INPUT MATERIAL below:
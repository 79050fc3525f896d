use crate::audit::CommandHistory;
use crate::error::{GitError, GitResult};
use async_trait::async_trait;
use std::path::{Path, PathBuf};
use std::process::{Output, Stdio};
use std::time::Duration;
use tokio::process::Command;
use tracing::{debug, warn};

/// Runs one git command line against a working tree
///
/// Implementations return stdout with surrounding whitespace trimmed and
/// fail only when the command itself fails.
#[async_trait]
pub trait CommandRunner: Send + Sync {
    async fn run(&self, dir: &Path, args: &[&str]) -> GitResult<String>;
}

/// Result of executing a git command
#[derive(Debug, Clone)]
pub struct CommandOutput {
    pub stdout: String,
    pub stderr: String,
    pub exit_code: i32,
    pub success: bool,
}

/// Spawns the git binary, one subprocess per call
///
/// No timeout unless one is set with [`GitExecutor::with_timeout`]; a hung
/// git process otherwise hangs the caller.
#[derive(Debug, Clone)]
pub struct GitExecutor {
    binary: PathBuf,
    timeout: Option<Duration>,
    history: Option<CommandHistory>,
}

impl GitExecutor {
    pub fn new() -> Self {
        Self {
            binary: PathBuf::from("git"),
            timeout: None,
            history: None,
        }
    }

    /// Use a different git binary
    pub fn with_binary<P: AsRef<Path>>(mut self, binary: P) -> Self {
        self.binary = binary.as_ref().to_path_buf();
        self
    }

    /// Kill the subprocess and fail with [`GitError::Timeout`] after `timeout`
    pub fn with_timeout(mut self, timeout: Duration) -> Self {
        self.timeout = Some(timeout);
        self
    }

    /// Append every invocation to a command history log
    pub fn with_history(mut self, history: CommandHistory) -> Self {
        self.history = Some(history);
        self
    }

    pub fn binary(&self) -> &Path {
        &self.binary
    }

    pub fn timeout(&self) -> Option<Duration> {
        self.timeout
    }

    /// Execute a git command in `dir` and return the raw output
    ///
    /// `args` excludes the binary itself, e.g. `["status", "--porcelain"]`.
    pub async fn execute(&self, dir: &Path, args: &[&str]) -> GitResult<CommandOutput> {
        let mut command = Command::new(&self.binary);
        command
            .args(args)
            .current_dir(dir)
            .stdin(Stdio::null())
            .kill_on_drop(true);

        debug!(dir = %dir.display(), args = ?args, "running git");

        let output = match self.timeout {
            Some(limit) => tokio::time::timeout(limit, command.output())
                .await
                .map_err(|_| GitError::Timeout(limit.as_secs(), args.join(" ")))?,
            None => command.output().await,
        }
        .map_err(GitError::Spawn)?;

        if let Some(history) = &self.history {
            record_history(history.clone(), dir, args, output.status.code().unwrap_or(-1)).await;
        }

        self.process_output(output, args)
    }

    /// Process command output into CommandOutput struct
    fn process_output(&self, output: Output, args: &[&str]) -> GitResult<CommandOutput> {
        let stdout = String::from_utf8_lossy(&output.stdout).to_string();
        let stderr = String::from_utf8_lossy(&output.stderr).to_string();
        let exit_code = output.status.code().unwrap_or(-1);
        let success = output.status.success();

        if !success {
            return Err(GitError::CommandFailed(format!(
                "Command 'git {}' failed with exit code {}: {}",
                args.join(" "),
                exit_code,
                stderr.trim()
            )));
        }

        // stderr alone never fails a command
        let advisory = stderr.trim();
        if !advisory.is_empty() {
            if advisory.contains("warning") {
                debug!(stderr = advisory, "git warning");
            } else {
                warn!(stderr = advisory, "git wrote to stderr");
            }
        }

        Ok(CommandOutput {
            stdout,
            stderr,
            exit_code,
            success,
        })
    }
}

/// Append to the history file on the blocking pool; failures are only logged
async fn record_history(history: CommandHistory, dir: &Path, args: &[&str], exit_code: i32) {
    let dir = dir.to_path_buf();
    let args: Vec<String> = args.iter().map(|arg| arg.to_string()).collect();

    let recorded = tokio::task::spawn_blocking(move || {
        let args: Vec<&str> = args.iter().map(String::as_str).collect();
        history.record(&dir, &args, exit_code)
    })
    .await;

    match recorded {
        Ok(Ok(())) => {}
        Ok(Err(e)) => warn!(error = %e, "Failed to write command history"),
        Err(e) => warn!(error = %e, "Command history task failed"),
    }
}

impl Default for GitExecutor {
    fn default() -> Self {
        Self::new()
    }
}

#[async_trait]
impl CommandRunner for GitExecutor {
    async fn run(&self, dir: &Path, args: &[&str]) -> GitResult<String> {
        let output = self.execute(dir, args).await?;
        Ok(output.stdout.trim().to_string())
    }
}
End of INPUT MATERIAL.
## YOUR ASSIGNMENT
Once more, write out all of the entries above exactly.

## OUTPUT FOR THIS EXERCISE
repository 79050fc3525f896d
use crate::audit::CommandHistory;
use crate::error::{GitError, GitResult};
use async_trait::async_trait;
use std::path::{Path, PathBuf};
use std::process::{Output, Stdio};
use std::time::Duration;
use tokio::process::Command;
use tracing::{debug, warn};

/// Runs one git command line against a working tree
///
/// Implementations return stdout with surrounding whitespace trimmed and
/// fail only when the command itself fails.
#[async_trait]
pub trait CommandRunner: Send + Sync {
    async fn run(&self, dir: &Path, args: &[&str]) -> GitResult<String>;
}

/// Result of executing a git command
#[derive(Debug, Clone)]
pub struct CommandOutput {
    pub stdout: String,
    pub stderr: String,
    pub exit_code: i32,
    pub success: bool,
}

/// Spawns the git binary, one subprocess per call
///
/// No timeout unless one is set with [`GitExecutor::with_timeout`]; a hung
/// git process otherwise hangs the caller.
#[derive(Debug, Clone)]
pub struct GitExecutor {
    binary: PathBuf,
    timeout: Option<Duration>,
    history: Option<CommandHistory>,
}

impl GitExecutor {
    pub fn new() -> Self {
        Self {
            binary: PathBuf::from("git"),
            timeout: None,
            history: None,
        }
    }

    /// Use a different git binary
    pub fn with_binary<P: AsRef<Path>>(mut self, binary: P) -> Self {
        self.binary = binary.as_ref().to_path_buf();
        self
    }

    /// Kill the subprocess and fail with [`GitError::Timeout`] after `timeout`
    pub fn with_timeout(mut self, timeout: Duration) -> Self {
        self.timeout = Some(timeout);
        self
    }

    /// Append every invocation to a command history log
    pub fn with_history(mut self, history: CommandHistory) -> Self {
        self.history = Some(history);
        self
    }

    pub fn binary(&self) -> &Path {
        &self.binary
    }

    pub fn timeout(&self) -> Option<Duration> {
        self.timeout
    }

    /// Execute a git command in `dir` and return the raw output
    ///
    /// `args` excludes the binary itself, e.g. `["status", "--porcelain"]`.
    pub async fn execute(&self, dir: &Path, args: &[&str]) -> GitResult<CommandOutput> {
        let mut command = Command::new(&self.binary);
        command
            .args(args)
            .current_dir(dir)
            .stdin(Stdio::null())
            .kill_on_drop(true);

        debug!(dir = %dir.display(), args = ?args, "running git");

        let output = match self.timeout {
            Some(limit) => tokio::time::timeout(limit, command.output())
                .await
                .map_err(|_| GitError::Timeout(limit.as_secs(), args.join(" ")))?,
            None => command.output().await,
        }
        .map_err(GitError::Spawn)?;

        if let Some(history) = &self.history {
            record_history(history.clone(), dir, args, output.status.code().unwrap_or(-1)).await;
        }

        self.process_output(output, args)
    }

    /// Process command output into CommandOutput struct
    fn process_output(&self, output: Output, args: &[&str]) -> GitResult<CommandOutput> {
        let stdout = String::from_utf8_lossy(&output.stdout).to_string();
        let stderr = String::from_utf8_lossy(&output.stderr).to_string();
        let exit_code = output.status.code().unwrap_or(-1);
        let success = output.status.success();

        if !success {
            return Err(GitError::CommandFailed(format!(
                "Command 'git {}' failed with exit code {}: {}",
                args.join(" "),
                exit_code,
                stderr.trim()
            )));
        }

        // stderr alone never fails a command
        let advisory = stderr.trim();
        if !advisory.is_empty() {
            if advisory.contains("warning") {
                debug!(stderr = advisory, "git warning");
            } else {
                warn!(stderr = advisory, "git wrote to stderr");
            }
        }

        Ok(CommandOutput {
            stdout,
            stderr,
            exit_code,
            success,
        })
    }
}

/// Append to the history file on the blocking pool; failures are only logged
async fn record_history(history: CommandHistory, dir: &Path, args: &[&str], exit_code: i32) {
    let dir = dir.to_path_buf();
    let args: Vec<String> = args.iter().map(|arg| arg.to_string()).collect();

    let recorded = tokio::task::spawn_blocking(move || {
        let args: Vec<&str> = args.iter().map(String::as_str).collect();
        history.record(&dir, &args, exit_code)
    })
    .await;

    match recorded {
        Ok(Ok(())) => {}
        Ok(Err(e)) => warn!(error = %e, "Failed to write command history"),
        Err(e) => warn!(error = %e, "Command history task failed"),
    }
}

impl Default for GitExecutor {
    fn default() -> Self {
        Self::new()
    }
}

#[async_trait]
impl CommandRunner for GitExecutor {
    async fn run(&self, dir: &Path, args: &[&str]) -> GitResult<String> {
        let output = self.execute(dir, args).await?;
        Ok(output.stdout.trim().to_string())
    }
}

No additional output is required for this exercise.